*Exercise goal*: In the records below, begin at the line that has "contiguous_input(0x400, &[12, 6, 6])])" and stop after the line that has "assert_eq!(id_a, id_b);"; quote those lines verbatim and nothing more.

*Records supplied*:
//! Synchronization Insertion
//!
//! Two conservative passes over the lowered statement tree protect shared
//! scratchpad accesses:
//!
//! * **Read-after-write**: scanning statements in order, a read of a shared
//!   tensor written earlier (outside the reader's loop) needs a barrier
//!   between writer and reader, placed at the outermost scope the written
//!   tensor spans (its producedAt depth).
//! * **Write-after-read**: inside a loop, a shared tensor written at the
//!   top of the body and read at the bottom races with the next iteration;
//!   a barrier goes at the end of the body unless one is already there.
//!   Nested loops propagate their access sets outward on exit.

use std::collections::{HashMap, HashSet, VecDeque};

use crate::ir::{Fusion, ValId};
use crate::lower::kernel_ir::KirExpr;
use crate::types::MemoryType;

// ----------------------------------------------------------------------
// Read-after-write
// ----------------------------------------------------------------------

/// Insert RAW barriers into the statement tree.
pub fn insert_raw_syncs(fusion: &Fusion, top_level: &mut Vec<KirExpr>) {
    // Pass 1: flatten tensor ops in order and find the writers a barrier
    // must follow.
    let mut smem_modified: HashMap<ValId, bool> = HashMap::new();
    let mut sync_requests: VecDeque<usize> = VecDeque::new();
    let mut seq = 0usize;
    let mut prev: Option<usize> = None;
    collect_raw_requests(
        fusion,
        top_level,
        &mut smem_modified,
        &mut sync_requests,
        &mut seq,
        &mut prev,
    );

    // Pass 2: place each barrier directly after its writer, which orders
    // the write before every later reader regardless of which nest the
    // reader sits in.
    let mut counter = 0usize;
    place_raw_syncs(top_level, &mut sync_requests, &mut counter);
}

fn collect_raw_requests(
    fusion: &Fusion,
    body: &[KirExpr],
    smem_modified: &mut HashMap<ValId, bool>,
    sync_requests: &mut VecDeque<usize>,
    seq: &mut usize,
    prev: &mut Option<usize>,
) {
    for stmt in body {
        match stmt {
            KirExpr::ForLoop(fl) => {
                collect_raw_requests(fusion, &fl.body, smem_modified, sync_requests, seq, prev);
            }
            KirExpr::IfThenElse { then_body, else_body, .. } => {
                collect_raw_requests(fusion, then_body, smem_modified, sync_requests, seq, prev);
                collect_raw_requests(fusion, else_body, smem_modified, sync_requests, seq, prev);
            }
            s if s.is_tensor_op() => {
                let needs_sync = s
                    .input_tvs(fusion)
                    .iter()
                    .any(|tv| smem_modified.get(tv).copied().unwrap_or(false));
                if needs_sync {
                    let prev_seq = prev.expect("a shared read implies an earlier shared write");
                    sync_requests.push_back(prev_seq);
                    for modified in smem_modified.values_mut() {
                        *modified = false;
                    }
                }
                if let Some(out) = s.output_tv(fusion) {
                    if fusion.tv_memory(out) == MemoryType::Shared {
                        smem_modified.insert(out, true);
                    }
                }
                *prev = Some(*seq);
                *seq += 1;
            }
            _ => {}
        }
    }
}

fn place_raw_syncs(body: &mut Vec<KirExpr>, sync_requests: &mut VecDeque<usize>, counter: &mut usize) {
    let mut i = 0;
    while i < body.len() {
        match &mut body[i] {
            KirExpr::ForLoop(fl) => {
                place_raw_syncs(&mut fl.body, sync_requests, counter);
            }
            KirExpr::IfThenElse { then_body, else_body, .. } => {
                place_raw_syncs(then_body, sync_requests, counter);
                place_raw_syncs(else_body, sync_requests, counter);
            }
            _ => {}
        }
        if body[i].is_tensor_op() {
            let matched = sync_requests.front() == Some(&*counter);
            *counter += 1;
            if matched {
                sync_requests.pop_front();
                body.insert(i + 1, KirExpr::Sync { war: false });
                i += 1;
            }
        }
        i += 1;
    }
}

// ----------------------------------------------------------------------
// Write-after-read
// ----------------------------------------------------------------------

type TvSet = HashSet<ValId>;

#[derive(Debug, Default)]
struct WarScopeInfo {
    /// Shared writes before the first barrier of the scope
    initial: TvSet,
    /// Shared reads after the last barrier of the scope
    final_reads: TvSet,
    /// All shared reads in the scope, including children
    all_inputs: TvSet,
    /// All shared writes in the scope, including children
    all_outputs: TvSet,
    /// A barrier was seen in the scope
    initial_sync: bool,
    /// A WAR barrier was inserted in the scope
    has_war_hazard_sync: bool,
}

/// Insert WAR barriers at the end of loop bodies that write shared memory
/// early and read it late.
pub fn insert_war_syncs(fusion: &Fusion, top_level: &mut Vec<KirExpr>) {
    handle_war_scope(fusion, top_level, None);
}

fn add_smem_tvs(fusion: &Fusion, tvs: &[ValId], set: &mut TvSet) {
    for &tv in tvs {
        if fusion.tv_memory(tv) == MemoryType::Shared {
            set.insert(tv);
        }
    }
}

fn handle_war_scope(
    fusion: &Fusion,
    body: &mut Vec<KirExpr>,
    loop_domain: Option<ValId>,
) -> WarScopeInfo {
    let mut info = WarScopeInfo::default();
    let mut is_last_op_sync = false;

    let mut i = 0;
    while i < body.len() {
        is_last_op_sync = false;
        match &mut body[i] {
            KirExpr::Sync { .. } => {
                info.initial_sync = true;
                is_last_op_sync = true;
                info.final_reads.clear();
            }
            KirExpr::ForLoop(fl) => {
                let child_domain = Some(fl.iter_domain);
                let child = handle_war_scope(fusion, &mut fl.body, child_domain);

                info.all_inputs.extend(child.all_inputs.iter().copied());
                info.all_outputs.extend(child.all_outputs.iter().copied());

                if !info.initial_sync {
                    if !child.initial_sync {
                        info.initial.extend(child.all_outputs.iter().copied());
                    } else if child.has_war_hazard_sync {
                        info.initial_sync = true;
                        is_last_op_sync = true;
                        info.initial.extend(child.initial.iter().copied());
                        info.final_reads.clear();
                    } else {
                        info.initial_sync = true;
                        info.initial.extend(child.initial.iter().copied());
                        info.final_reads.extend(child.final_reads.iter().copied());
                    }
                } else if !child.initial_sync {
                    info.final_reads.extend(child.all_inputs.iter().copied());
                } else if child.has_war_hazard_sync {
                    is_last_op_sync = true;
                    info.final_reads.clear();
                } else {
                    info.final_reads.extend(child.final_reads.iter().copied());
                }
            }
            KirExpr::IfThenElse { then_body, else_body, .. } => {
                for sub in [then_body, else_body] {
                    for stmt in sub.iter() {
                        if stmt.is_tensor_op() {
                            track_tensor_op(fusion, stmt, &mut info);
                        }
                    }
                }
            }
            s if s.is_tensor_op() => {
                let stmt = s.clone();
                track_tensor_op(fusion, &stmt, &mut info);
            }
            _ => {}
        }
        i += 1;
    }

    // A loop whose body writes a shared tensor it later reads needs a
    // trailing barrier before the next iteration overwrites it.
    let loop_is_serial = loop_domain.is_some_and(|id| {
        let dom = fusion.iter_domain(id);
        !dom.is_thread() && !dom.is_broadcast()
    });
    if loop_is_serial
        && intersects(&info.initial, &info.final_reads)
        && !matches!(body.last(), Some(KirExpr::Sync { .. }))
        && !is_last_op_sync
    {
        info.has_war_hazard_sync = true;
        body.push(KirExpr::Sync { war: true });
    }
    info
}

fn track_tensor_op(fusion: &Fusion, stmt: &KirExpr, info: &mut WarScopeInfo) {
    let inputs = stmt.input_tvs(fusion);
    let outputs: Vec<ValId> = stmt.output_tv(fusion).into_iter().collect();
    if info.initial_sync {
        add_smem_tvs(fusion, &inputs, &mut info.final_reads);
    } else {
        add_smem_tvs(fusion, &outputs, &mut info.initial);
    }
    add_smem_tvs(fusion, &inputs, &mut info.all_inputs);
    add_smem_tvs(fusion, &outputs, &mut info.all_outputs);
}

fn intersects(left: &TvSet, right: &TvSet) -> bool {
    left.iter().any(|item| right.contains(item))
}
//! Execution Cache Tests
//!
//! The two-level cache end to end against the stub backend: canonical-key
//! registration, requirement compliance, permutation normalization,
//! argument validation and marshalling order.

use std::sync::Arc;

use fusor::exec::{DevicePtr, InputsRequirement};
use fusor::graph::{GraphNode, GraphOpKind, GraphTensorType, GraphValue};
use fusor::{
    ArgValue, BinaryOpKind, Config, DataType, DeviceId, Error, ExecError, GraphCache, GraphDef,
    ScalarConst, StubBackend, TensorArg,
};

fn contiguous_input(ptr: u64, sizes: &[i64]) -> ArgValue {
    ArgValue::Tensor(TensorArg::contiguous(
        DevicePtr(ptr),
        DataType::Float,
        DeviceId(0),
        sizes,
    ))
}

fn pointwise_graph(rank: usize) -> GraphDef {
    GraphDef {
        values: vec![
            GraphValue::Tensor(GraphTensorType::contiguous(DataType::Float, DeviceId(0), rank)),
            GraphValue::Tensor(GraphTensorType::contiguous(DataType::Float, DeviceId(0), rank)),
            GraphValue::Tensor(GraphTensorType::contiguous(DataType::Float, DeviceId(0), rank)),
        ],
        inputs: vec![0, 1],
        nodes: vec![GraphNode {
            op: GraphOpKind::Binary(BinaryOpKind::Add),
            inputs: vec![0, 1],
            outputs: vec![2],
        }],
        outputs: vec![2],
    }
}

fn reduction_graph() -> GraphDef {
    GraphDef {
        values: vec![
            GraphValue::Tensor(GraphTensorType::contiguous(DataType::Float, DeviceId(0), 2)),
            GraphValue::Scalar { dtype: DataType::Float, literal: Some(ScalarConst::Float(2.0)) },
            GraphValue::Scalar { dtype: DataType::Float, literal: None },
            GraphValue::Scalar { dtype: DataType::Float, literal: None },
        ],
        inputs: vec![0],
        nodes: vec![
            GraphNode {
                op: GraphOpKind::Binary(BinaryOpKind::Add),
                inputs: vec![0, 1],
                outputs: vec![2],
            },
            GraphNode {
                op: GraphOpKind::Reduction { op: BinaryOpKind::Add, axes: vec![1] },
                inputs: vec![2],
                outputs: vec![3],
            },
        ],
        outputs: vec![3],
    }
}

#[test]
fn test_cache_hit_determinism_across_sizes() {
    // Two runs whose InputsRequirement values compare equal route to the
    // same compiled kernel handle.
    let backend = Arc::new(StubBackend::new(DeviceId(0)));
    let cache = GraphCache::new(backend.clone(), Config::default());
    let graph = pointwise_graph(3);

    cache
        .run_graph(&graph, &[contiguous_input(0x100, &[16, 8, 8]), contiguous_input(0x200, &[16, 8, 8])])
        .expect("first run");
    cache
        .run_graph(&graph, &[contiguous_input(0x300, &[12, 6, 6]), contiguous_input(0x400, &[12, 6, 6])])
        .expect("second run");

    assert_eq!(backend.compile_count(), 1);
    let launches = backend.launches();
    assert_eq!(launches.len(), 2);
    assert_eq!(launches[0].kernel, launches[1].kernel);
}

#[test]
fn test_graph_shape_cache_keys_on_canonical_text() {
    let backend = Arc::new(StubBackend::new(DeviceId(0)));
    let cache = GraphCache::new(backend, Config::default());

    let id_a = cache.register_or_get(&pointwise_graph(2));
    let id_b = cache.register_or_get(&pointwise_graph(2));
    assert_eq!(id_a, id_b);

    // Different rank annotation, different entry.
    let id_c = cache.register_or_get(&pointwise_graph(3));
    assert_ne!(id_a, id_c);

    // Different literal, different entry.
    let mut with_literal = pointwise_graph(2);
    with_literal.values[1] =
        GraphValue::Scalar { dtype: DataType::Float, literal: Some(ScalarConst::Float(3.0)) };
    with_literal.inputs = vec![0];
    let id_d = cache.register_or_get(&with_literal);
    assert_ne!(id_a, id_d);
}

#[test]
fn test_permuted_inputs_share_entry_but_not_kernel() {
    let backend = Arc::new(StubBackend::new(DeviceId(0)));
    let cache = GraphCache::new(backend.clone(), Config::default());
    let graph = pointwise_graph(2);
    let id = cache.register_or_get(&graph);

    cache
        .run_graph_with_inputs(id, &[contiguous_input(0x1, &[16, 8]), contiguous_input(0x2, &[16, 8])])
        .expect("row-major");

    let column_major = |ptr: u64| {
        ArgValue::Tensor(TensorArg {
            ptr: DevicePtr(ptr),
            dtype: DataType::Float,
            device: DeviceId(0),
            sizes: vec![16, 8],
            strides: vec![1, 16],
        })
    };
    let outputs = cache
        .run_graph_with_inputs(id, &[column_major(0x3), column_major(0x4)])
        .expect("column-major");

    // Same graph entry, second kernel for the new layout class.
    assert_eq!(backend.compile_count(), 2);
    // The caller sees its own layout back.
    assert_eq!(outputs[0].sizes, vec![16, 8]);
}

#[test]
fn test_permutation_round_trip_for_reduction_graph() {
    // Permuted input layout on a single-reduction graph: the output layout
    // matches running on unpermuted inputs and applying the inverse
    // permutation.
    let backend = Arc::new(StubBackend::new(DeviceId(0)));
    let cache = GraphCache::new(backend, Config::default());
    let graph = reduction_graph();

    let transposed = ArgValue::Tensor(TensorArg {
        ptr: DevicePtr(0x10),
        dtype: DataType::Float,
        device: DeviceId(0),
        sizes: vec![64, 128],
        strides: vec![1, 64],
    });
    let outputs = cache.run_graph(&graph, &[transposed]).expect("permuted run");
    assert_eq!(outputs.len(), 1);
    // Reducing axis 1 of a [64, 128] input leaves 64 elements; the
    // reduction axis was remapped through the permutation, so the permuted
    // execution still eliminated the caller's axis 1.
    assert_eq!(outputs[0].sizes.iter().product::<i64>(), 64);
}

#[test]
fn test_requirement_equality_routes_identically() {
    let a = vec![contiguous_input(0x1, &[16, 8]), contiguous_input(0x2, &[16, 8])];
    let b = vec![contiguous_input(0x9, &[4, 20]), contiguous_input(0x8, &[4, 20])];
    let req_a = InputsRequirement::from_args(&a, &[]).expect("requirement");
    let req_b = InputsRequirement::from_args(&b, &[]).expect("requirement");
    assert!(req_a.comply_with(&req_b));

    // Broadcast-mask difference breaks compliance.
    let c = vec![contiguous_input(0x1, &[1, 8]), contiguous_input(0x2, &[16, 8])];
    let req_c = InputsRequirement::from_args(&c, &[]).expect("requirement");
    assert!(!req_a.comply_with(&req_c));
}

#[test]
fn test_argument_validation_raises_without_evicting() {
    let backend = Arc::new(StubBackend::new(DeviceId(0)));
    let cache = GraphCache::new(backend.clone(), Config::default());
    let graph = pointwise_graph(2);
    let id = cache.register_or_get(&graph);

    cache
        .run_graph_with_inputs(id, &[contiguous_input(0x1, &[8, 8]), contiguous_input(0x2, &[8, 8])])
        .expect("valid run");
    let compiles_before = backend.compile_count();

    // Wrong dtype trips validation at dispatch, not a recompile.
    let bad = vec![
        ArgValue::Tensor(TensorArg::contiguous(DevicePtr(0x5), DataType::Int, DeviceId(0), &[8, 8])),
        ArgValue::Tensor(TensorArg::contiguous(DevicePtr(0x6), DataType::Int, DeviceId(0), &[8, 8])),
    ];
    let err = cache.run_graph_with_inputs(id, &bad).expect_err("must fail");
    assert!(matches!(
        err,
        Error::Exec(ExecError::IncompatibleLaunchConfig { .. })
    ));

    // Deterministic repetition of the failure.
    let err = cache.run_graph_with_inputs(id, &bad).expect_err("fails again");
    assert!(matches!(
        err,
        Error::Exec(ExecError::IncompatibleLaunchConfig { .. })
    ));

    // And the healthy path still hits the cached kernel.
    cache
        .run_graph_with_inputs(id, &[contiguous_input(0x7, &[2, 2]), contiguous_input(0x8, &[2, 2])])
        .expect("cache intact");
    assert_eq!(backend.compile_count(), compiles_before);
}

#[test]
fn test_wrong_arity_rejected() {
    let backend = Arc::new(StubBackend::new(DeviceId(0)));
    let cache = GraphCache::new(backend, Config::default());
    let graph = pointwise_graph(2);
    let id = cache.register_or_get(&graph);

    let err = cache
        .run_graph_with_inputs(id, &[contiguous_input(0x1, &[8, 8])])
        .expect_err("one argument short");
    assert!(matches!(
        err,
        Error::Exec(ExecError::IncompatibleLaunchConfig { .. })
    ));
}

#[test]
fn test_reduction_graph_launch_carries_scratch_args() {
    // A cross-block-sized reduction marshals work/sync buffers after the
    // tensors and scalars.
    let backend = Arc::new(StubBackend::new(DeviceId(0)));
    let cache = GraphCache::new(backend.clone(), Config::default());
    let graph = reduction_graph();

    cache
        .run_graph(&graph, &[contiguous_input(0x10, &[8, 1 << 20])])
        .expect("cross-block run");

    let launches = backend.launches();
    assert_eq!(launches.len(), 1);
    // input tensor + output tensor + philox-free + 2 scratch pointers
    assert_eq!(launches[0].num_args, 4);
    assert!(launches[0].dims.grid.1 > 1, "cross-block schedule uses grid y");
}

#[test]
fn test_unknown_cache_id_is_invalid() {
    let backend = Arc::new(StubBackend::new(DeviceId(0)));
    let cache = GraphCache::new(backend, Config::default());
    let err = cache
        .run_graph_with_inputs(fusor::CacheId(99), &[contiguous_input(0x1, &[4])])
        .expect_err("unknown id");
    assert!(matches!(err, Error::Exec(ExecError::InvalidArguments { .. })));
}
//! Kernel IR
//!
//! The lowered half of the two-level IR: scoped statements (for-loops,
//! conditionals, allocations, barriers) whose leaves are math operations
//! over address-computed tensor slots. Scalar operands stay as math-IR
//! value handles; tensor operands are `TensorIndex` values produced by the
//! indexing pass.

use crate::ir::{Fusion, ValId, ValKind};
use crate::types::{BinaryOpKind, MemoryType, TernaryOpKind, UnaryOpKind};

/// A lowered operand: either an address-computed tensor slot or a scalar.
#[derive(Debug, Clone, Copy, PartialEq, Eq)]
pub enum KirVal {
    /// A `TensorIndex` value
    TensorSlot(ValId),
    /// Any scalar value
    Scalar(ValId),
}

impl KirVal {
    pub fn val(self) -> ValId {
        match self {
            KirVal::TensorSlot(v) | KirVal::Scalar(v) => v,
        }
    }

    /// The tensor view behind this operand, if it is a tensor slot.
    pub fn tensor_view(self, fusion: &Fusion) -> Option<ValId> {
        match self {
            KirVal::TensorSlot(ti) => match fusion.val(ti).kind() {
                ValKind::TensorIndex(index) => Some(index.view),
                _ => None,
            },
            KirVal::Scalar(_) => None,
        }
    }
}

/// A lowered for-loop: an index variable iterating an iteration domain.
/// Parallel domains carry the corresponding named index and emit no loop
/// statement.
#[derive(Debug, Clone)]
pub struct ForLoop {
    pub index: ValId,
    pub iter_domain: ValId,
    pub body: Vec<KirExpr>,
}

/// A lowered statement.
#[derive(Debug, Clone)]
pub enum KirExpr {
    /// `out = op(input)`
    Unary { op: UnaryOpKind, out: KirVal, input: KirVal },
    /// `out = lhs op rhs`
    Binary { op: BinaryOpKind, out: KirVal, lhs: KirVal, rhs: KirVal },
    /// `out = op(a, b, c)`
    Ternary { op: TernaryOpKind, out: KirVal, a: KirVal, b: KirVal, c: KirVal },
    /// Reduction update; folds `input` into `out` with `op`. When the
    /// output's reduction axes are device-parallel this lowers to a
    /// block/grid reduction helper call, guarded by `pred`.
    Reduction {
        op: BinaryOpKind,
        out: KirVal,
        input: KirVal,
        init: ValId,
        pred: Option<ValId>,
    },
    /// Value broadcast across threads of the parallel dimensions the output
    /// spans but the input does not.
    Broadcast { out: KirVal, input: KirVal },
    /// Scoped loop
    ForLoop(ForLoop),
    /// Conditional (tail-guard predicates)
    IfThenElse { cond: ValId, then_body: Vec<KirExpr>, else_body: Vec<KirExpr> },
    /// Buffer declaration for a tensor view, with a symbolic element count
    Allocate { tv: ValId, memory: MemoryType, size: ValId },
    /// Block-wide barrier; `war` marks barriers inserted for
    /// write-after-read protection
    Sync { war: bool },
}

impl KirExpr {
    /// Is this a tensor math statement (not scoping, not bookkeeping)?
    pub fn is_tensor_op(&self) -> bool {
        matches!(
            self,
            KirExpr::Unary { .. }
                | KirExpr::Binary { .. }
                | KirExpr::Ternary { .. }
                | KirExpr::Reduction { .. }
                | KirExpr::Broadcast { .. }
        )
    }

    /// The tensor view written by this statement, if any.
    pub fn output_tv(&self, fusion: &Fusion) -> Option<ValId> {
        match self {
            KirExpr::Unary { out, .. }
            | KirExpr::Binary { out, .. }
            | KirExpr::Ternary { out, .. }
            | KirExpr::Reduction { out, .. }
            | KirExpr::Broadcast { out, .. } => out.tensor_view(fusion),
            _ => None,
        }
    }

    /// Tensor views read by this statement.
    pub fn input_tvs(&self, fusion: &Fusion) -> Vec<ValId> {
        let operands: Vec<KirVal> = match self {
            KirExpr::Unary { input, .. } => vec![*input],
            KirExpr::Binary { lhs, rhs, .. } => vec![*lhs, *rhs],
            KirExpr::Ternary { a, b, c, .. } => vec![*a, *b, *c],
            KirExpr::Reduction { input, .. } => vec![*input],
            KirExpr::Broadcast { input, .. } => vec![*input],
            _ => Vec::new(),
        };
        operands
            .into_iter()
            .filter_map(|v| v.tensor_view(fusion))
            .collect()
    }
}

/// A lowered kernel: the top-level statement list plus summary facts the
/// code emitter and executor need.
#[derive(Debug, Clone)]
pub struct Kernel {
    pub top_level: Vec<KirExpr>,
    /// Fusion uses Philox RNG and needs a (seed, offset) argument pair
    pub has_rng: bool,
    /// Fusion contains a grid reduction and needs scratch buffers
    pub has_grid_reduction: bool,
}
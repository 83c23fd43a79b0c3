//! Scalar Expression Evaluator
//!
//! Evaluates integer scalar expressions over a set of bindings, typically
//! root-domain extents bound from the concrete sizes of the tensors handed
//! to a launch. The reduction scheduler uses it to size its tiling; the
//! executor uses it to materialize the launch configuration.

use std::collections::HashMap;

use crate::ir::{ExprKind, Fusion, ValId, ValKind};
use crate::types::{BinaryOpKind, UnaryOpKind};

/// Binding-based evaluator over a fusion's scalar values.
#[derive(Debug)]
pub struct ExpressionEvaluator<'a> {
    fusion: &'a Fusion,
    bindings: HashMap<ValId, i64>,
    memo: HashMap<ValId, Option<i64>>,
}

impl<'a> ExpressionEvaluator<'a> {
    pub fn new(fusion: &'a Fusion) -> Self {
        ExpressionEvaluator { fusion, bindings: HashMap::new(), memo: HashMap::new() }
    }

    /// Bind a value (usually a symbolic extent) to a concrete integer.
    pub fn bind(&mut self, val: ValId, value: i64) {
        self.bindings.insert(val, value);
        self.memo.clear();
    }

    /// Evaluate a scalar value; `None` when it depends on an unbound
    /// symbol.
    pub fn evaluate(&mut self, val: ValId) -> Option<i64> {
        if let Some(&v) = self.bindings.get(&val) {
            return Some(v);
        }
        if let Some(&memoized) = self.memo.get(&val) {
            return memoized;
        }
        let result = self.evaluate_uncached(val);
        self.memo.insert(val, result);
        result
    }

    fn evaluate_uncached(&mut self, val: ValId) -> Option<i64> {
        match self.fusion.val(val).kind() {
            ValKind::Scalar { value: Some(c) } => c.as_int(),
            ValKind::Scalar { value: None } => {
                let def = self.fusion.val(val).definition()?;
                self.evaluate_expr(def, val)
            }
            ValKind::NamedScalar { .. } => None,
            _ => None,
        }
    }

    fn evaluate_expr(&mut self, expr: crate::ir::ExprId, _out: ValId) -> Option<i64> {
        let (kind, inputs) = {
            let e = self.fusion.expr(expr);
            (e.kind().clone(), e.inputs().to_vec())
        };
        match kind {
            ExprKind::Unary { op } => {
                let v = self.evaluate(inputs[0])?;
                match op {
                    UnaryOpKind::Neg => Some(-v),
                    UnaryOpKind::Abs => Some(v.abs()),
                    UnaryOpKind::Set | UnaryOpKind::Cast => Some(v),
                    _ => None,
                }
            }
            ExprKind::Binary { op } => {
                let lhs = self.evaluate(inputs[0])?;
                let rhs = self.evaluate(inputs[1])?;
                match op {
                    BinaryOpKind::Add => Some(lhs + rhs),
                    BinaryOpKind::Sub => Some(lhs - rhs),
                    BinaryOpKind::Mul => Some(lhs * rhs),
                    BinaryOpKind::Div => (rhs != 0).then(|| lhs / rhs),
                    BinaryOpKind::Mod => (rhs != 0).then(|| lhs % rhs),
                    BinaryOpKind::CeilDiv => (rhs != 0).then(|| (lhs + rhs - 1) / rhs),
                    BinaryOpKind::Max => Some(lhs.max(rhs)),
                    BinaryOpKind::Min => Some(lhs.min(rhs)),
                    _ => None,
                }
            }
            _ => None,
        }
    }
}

*Finished exercise*:
        .run_graph(&graph, &[contiguous_input(0x300, &[12, 6, 6]), contiguous_input(0x400, &[12, 6, 6])])
        .expect("second run");

    assert_eq!(backend.compile_count(), 1);
    let launches = backend.launches();
    assert_eq!(launches.len(), 2);
    assert_eq!(launches[0].kernel, launches[1].kernel);
}

#[test]
fn test_graph_shape_cache_keys_on_canonical_text() {
    let backend = Arc::new(StubBackend::new(DeviceId(0)));
    let cache = GraphCache::new(backend, Config::default());

    let id_a = cache.register_or_get(&pointwise_graph(2));
    let id_b = cache.register_or_get(&pointwise_graph(2));
    assert_eq!(id_a, id_b);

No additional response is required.